Records for the task:

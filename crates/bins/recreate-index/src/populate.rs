use async_trait::async_trait;
use tokio::process::Command;
use tracing::info;

use index_recreate::ports::populate::{self, PopulateRequest, Populator};

use crate::PopulateSettings;

/// Fills the new index by running an external command, which inherits the
/// standard streams of the current process.
#[derive(Debug, Clone)]
pub struct CommandPopulator {
    program: String,
    args: Vec<String>,
}

impl CommandPopulator {
    pub fn new(settings: &PopulateSettings) -> Self {
        CommandPopulator {
            program: settings.program.clone(),
            args: settings.args.clone(),
        }
    }

    /// Configured arguments followed by the ones describing `request`.
    pub fn arguments(&self, request: &PopulateRequest) -> Vec<String> {
        let mut args = self.args.clone();
        args.extend([
            "--index".to_string(),
            request.index.clone(),
            "--index-alias".to_string(),
            request.alias.clone(),
        ]);
        if request.mappings {
            args.push("--mappings".to_string());
        }
        if let Some(database) = &request.database {
            args.extend(["--database".to_string(), database.clone()]);
        }
        args
    }
}

#[async_trait]
impl Populator for CommandPopulator {
    async fn populate(&self, request: &PopulateRequest) -> Result<i32, populate::Error> {
        let args = self.arguments(request);
        info!("running {} {}", self.program, args.join(" "));

        let status = Command::new(&self.program)
            .args(&args)
            .status()
            .await
            .map_err(|err| populate::Error::Launch {
                details: format!("could not run '{}'", self.program),
                source: Box::new(err),
            })?;

        // No code when killed by a signal.
        Ok(status.code().unwrap_or(-1))
    }
}
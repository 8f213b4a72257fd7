//! Scripted stand-ins for the location resolver and external programs.

use std::cell::RefCell;
use std::path::{Path, PathBuf};

use super::MemoryFilesystem;
use crate::core::{ProomptError, Result};
use crate::external::{Clipboard, Editor, Picker};
use crate::filesystem::Filesystem;
use crate::prompt::{LocationResolver, PromptLocation, SelectionItem};

/// Resolver returning a fixed list of locations.
#[derive(Debug, Clone, Default)]
pub struct StaticLocationResolver {
    locations: Vec<PromptLocation>,
}

impl StaticLocationResolver {
    #[must_use]
    pub const fn new(locations: Vec<PromptLocation>) -> Self {
        Self {
            locations,
        }
    }
}

impl LocationResolver for StaticLocationResolver {
    fn resolve(&self) -> Result<Vec<PromptLocation>> {
        Ok(self.locations.clone())
    }
}

type Rewrite = Box<dyn Fn(&str) -> String>;

/// Editor that rewrites the file in a [`MemoryFilesystem`].
///
/// Without a rewrite the file is left untouched, like a user who saves
/// and quits immediately.
pub struct FakeEditor {
    fs: MemoryFilesystem,
    rewrite: Option<Rewrite>,
    fail: bool,
    edited: RefCell<Vec<PathBuf>>,
}

impl FakeEditor {
    #[must_use]
    pub fn new(fs: &MemoryFilesystem) -> Self {
        Self {
            fs: fs.clone(),
            rewrite: None,
            fail: false,
            edited: RefCell::new(Vec::new()),
        }
    }

    /// Replaces the file content with `rewrite(old content)`.
    #[must_use]
    pub fn with_rewrite(mut self, rewrite: impl Fn(&str) -> String + 'static) -> Self {
        self.rewrite = Some(Box::new(rewrite));
        self
    }

    /// Exits unsuccessfully without touching the file.
    #[must_use]
    pub const fn failing(mut self) -> Self {
        self.fail = true;
        self
    }

    /// Every path handed to [`Editor::edit`], in call order.
    #[must_use]
    pub fn edited_paths(&self) -> Vec<PathBuf> {
        self.edited.borrow().clone()
    }
}

impl Editor for FakeEditor {
    fn edit(&self, path: &Path) -> Result<()> {
        self.edited.borrow_mut().push(path.to_path_buf());
        if self.fail {
            return Err(ProomptError::command_failed("fake-editor", "exited with status 1"));
        }
        if let Some(rewrite) = &self.rewrite {
            let current = self.fs.file_content(path).unwrap_or_default();
            self.fs.write(path, rewrite(&current).as_bytes())?;
        }
        Ok(())
    }
}

/// Picker that answers with the item at a fixed index.
#[derive(Debug, Default)]
pub struct FakePicker {
    index: usize,
    fail: bool,
    offered: RefCell<Vec<Vec<SelectionItem>>>,
}

impl FakePicker {
    /// Picks the first item.
    #[must_use]
    pub fn new() -> Self {
        Self::default()
    }

    #[must_use]
    pub fn selecting(index: usize) -> Self {
        Self {
            index,
            ..Self::default()
        }
    }

    /// Behaves like a cancelled selection.
    #[must_use]
    pub fn failing() -> Self {
        Self {
            fail: true,
            ..Self::default()
        }
    }

    /// The item lists the picker was shown.
    #[must_use]
    pub fn offered(&self) -> Vec<Vec<SelectionItem>> {
        self.offered.borrow().clone()
    }
}

impl Picker for FakePicker {
    fn pick(&self, items: &[SelectionItem]) -> Result<SelectionItem> {
        self.offered.borrow_mut().push(items.to_vec());
        if items.is_empty() {
            return Err(ProomptError::NoPrompts);
        }
        if self.fail {
            return Err(ProomptError::command_failed("fake-picker", "no selection made"));
        }
        items.get(self.index).cloned().ok_or_else(|| {
            ProomptError::command_failed("fake-picker", "selection does not match any prompt")
        })
    }
}

/// Clipboard that records what it was given.
#[derive(Debug, Default)]
pub struct FakeClipboard {
    fail: bool,
    copies: RefCell<Vec<String>>,
}

impl FakeClipboard {
    #[must_use]
    pub fn new() -> Self {
        Self::default()
    }

    #[must_use]
    pub fn failing() -> Self {
        Self {
            fail: true,
            ..Self::default()
        }
    }

    #[must_use]
    pub fn copies(&self) -> Vec<String> {
        self.copies.borrow().clone()
    }

    #[must_use]
    pub fn last_copied(&self) -> Option<String> {
        self.copies.borrow().last().cloned()
    }
}

impl Clipboard for FakeClipboard {
    fn copy(&self, text: &str) -> Result<()> {
        if self.fail {
            return Err(ProomptError::command_failed("fake-clipboard", "no clipboard available"));
        }
        self.copies.borrow_mut().push(text.to_string());
        Ok(())
    }
}
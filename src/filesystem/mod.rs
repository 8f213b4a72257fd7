//! Filesystem capability used by the prompt store and the fill-in flow.
//!
//! Everything that touches the disk goes through the [`Filesystem`] trait so
//! the resolver, the manager and the interactive flow can run against either
//! the host filesystem ([`RealFilesystem`]) or the in-memory fake from
//! `test_utils`.
//!
//! Probing calls ([`Filesystem::is_dir`], [`Filesystem::read_dir`]) report
//! absence rather than failing loudly; callers treat a missing directory as
//! "location absent".

use std::io;
use std::path::{Path, PathBuf};

use crate::constants::DEFAULT_PROMPT_EXTENSION;

/// A single directory entry as seen by the prompt store.
#[derive(Debug, Clone, PartialEq, Eq)]
pub struct DirEntry {
    /// File name without any leading directory
    pub name: String,
    /// Whether the entry is itself a directory
    pub is_dir: bool,
}

/// Host filesystem operations consumed by the core.
///
/// All methods may fail with a plain [`io::Error`]; callers attach path
/// context where the operation itself cannot proceed.
pub trait Filesystem {
    /// Returns `true` when `path` exists and is a directory.
    fn is_dir(&self, path: &Path) -> bool;

    /// Lists the entries of a directory, sorted by file name.
    fn read_dir(&self, path: &Path) -> io::Result<Vec<DirEntry>>;

    /// Reads a file as UTF-8 text.
    fn read_to_string(&self, path: &Path) -> io::Result<String>;

    /// Writes `contents` to `path`, replacing any existing file.
    fn write(&self, path: &Path, contents: &[u8]) -> io::Result<()>;

    /// Creates `path` and all missing parents.
    fn create_dir_all(&self, path: &Path) -> io::Result<()>;

    /// Removes a single file.
    fn remove_file(&self, path: &Path) -> io::Result<()>;

    /// Resolves `path` to an absolute path with symlinks followed.
    fn canonicalize(&self, path: &Path) -> io::Result<PathBuf>;

    /// Creates a uniquely named temporary file holding `contents` and
    /// returns its path. The file outlives the call; wrap it in a
    /// [`StagedFile`] to have it removed.
    fn create_temp_file(&self, prefix: &str, contents: &str) -> io::Result<PathBuf>;

    /// The process working directory.
    fn current_dir(&self) -> io::Result<PathBuf>;

    /// The platform configuration directory (e.g. `~/.config` on Linux).
    fn config_dir(&self) -> io::Result<PathBuf>;
}

/// [`Filesystem`] backed by the host operating system.
#[derive(Debug, Clone, Copy, Default)]
pub struct RealFilesystem;

impl RealFilesystem {
    #[must_use]
    pub const fn new() -> Self {
        Self
    }
}

impl Filesystem for RealFilesystem {
    fn is_dir(&self, path: &Path) -> bool {
        path.is_dir()
    }

    fn read_dir(&self, path: &Path) -> io::Result<Vec<DirEntry>> {
        let mut entries = Vec::new();
        for entry in std::fs::read_dir(path)? {
            let entry = entry?;
            // file_type() does not follow symlinks; metadata() does
            let is_dir = entry.path().is_dir();
            entries.push(DirEntry {
                name: entry.file_name().to_string_lossy().into_owned(),
                is_dir,
            });
        }
        entries.sort_by(|a, b| a.name.cmp(&b.name));
        Ok(entries)
    }

    fn read_to_string(&self, path: &Path) -> io::Result<String> {
        std::fs::read_to_string(path)
    }

    fn write(&self, path: &Path, contents: &[u8]) -> io::Result<()> {
        std::fs::write(path, contents)
    }

    fn create_dir_all(&self, path: &Path) -> io::Result<()> {
        std::fs::create_dir_all(path)
    }

    fn remove_file(&self, path: &Path) -> io::Result<()> {
        std::fs::remove_file(path)
    }

    fn canonicalize(&self, path: &Path) -> io::Result<PathBuf> {
        path.canonicalize()
    }

    fn create_temp_file(&self, prefix: &str, contents: &str) -> io::Result<PathBuf> {
        use std::io::Write;

        let mut file = tempfile::Builder::new()
            .prefix(prefix)
            .suffix(&format!(".{DEFAULT_PROMPT_EXTENSION}"))
            .tempfile()?;
        file.write_all(contents.as_bytes())?;
        file.flush()?;

        // Persist it: the editor may replace the file, so deletion is left to StagedFile
        let (_, path) = file.keep().map_err(|e| e.error)?;
        Ok(path)
    }

    fn current_dir(&self) -> io::Result<PathBuf> {
        std::env::current_dir()
    }

    fn config_dir(&self) -> io::Result<PathBuf> {
        dirs::config_dir().ok_or_else(|| {
            io::Error::new(io::ErrorKind::NotFound, "Unable to determine user config directory")
        })
    }
}

/// A temporary file that is removed through its [`Filesystem`] when dropped.
///
/// Removal happens on every exit path, including early returns after an
/// editor failure. Removal errors are logged and otherwise ignored.
pub struct StagedFile<'a> {
    fs: &'a dyn Filesystem,
    path: PathBuf,
}

impl<'a> StagedFile<'a> {
    /// Creates the temporary file with the given contents.
    pub fn create(fs: &'a dyn Filesystem, prefix: &str, contents: &str) -> io::Result<Self> {
        let path = fs.create_temp_file(prefix, contents)?;
        tracing::debug!("Staged temporary file {}", path.display());
        Ok(Self {
            fs,
            path,
        })
    }

    /// Path of the staged file.
    #[must_use]
    pub fn path(&self) -> &Path {
        &self.path
    }
}

impl Drop for StagedFile<'_> {
    fn drop(&mut self) {
        if let Err(e) = self.fs.remove_file(&self.path) {
            tracing::debug!("Failed to remove temporary file {}: {}", self.path.display(), e);
        }
    }
}
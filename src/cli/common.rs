//! Shared plumbing for CLI commands.

use anyhow::Result;

use crate::external::{Clipboard, Editor, Picker};
use crate::filesystem::Filesystem;
use crate::prompt::{PromptInfo, PromptManager};

/// Capabilities handed to every command.
///
/// Built once in [`Cli::execute`](super::Cli::execute) from the real
/// backends; unit tests build it from the `test_utils` fakes.
pub struct CommandContext<'a> {
    pub manager: PromptManager<'a>,
    pub fs: &'a dyn Filesystem,
    pub editor: &'a dyn Editor,
    pub picker: &'a dyn Picker,
    pub clipboard: &'a dyn Clipboard,
}

impl CommandContext<'_> {
    /// Looks up `name`, or asks the picker when no name was given.
    pub fn select_prompt(&self, name: Option<&str>) -> Result<PromptInfo> {
        if let Some(name) = name {
            return Ok(self.manager.get(name)?);
        }

        let items = self.manager.list_for_selection()?;
        let selected = self.picker.pick(&items)?;
        tracing::debug!("Picked '{}' ({})", selected.name, selected.source);
        Ok(self.manager.get(&selected.name)?)
    }
}
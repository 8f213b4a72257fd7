//! Placeholder parsing and substitution.
//!
//! A placeholder is `${NAME}` or `${NAME:-DEFAULT}`. `NAME` may not contain
//! `}` or `:`, `DEFAULT` may not contain `}`; nested placeholders inside a
//! default are therefore not supported. `$$` is a literal dollar sign and
//! never starts a placeholder; inside a default it collapses to `$` too.
//!
//! Both functions are total: text that does not match the grammar is left
//! alone.
//!
//! # Examples
//!
//! ```rust
//! use proompt::prompt::{parse_placeholders, substitute_placeholders};
//! use std::collections::HashMap;
//!
//! let placeholders = parse_placeholders("Hello ${NAME:-World}!");
//! assert_eq!(placeholders[0].name, "NAME");
//! assert_eq!(placeholders[0].default_value, "World");
//!
//! let mut values = HashMap::new();
//! values.insert("NAME".to_string(), "Bob".to_string());
//! assert_eq!(substitute_placeholders("Hello ${NAME:-World}!", &values), "Hello Bob!");
//! assert_eq!(substitute_placeholders("Price: $$100", &HashMap::new()), "Price: $100");
//! ```

use regex::{Captures, Regex};
use std::collections::{HashMap, HashSet};
use std::sync::LazyLock;

/// `$$` or a placeholder, matched in a single left-to-right scan so an
/// escaped dollar can never start a placeholder and a default may itself
/// contain `$$`.
static TOKEN_RE: LazyLock<Regex> = LazyLock::new(|| {
    Regex::new(r"\$\$|\$\{([^}:]+)(:-([^}]*))?\}").expect("placeholder pattern is valid")
});

const ESCAPED_DOLLAR: &str = "$$";

/// A named substitution point extracted from prompt content.
#[derive(Debug, Clone, PartialEq, Eq)]
pub struct Placeholder {
    pub name: String,
    /// Default text with `$$` already collapsed, empty when none was given
    pub default_value: String,
    /// `true` iff the `:-` form was used (even with an empty default)
    pub has_default: bool,
}

/// Extracts placeholders in order of first appearance.
///
/// A repeated name keeps its first occurrence, including that occurrence's
/// default; later occurrences are dropped even if their default differs.
#[must_use]
pub fn parse_placeholders(content: &str) -> Vec<Placeholder> {
    let mut seen = HashSet::new();
    let mut placeholders = Vec::new();

    for caps in TOKEN_RE.captures_iter(content) {
        let Some(name) = caps.get(1).map(|m| m.as_str()) else {
            continue;
        };
        if !seen.insert(name.to_string()) {
            continue;
        }
        placeholders.push(Placeholder {
            name: name.to_string(),
            default_value: default_of(&caps),
            has_default: caps.get(2).is_some(),
        });
    }

    placeholders
}

/// Replaces every placeholder occurrence and collapses `$$` to `$`.
///
/// A key present in `values` wins even when its value is empty; otherwise
/// the occurrence's own default (or the empty string) is used. Inserted
/// values are never rescanned.
#[must_use]
pub fn substitute_placeholders(content: &str, values: &HashMap<String, String>) -> String {
    TOKEN_RE
        .replace_all(content, |caps: &Captures<'_>| match caps.get(1) {
            None => "$".to_string(),
            Some(name) => match values.get(name.as_str()) {
                Some(value) => value.clone(),
                None => default_of(caps),
            },
        })
        .into_owned()
}

fn default_of(caps: &Captures<'_>) -> String {
    caps.get(3).map_or_else(String::new, |m| m.as_str().replace(ESCAPED_DOLLAR, "$"))
}
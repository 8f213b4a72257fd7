//! Integration test suite for proompt
//!
//! End-to-end tests that drive the compiled `proompt` binary inside a
//! temporary project. External programs are replaced with ordinary shell
//! tools through `EDITOR`, `PROOMPT_PICKER` and `PROOMPT_COPY_COMMAND`.
//!
//! # Running Integration Tests
//!
//! ```bash
//! cargo test --test integration
//! ```
//!
//! # Test Organization
//!
//! - **list**: listing, shadowing and output formats
//! - **show**: metadata and raw output
//! - **edit**: editing and creating prompts per location
//! - **rm**: removal by name and via the picker
//! - **pick**: placeholder fill-in, stdout and clipboard
//! - **config**: config file and environment precedence

#![cfg(unix)]

mod common;

mod config;
mod edit;
mod list;
mod pick;
mod rm;
mod show;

What this task involves:
Copy each line above where the string "source" occurs.

Exercise solution:
                source: Box::new(err),
        tracing::debug!("Picked '{}' ({})", selected.name, selected.source);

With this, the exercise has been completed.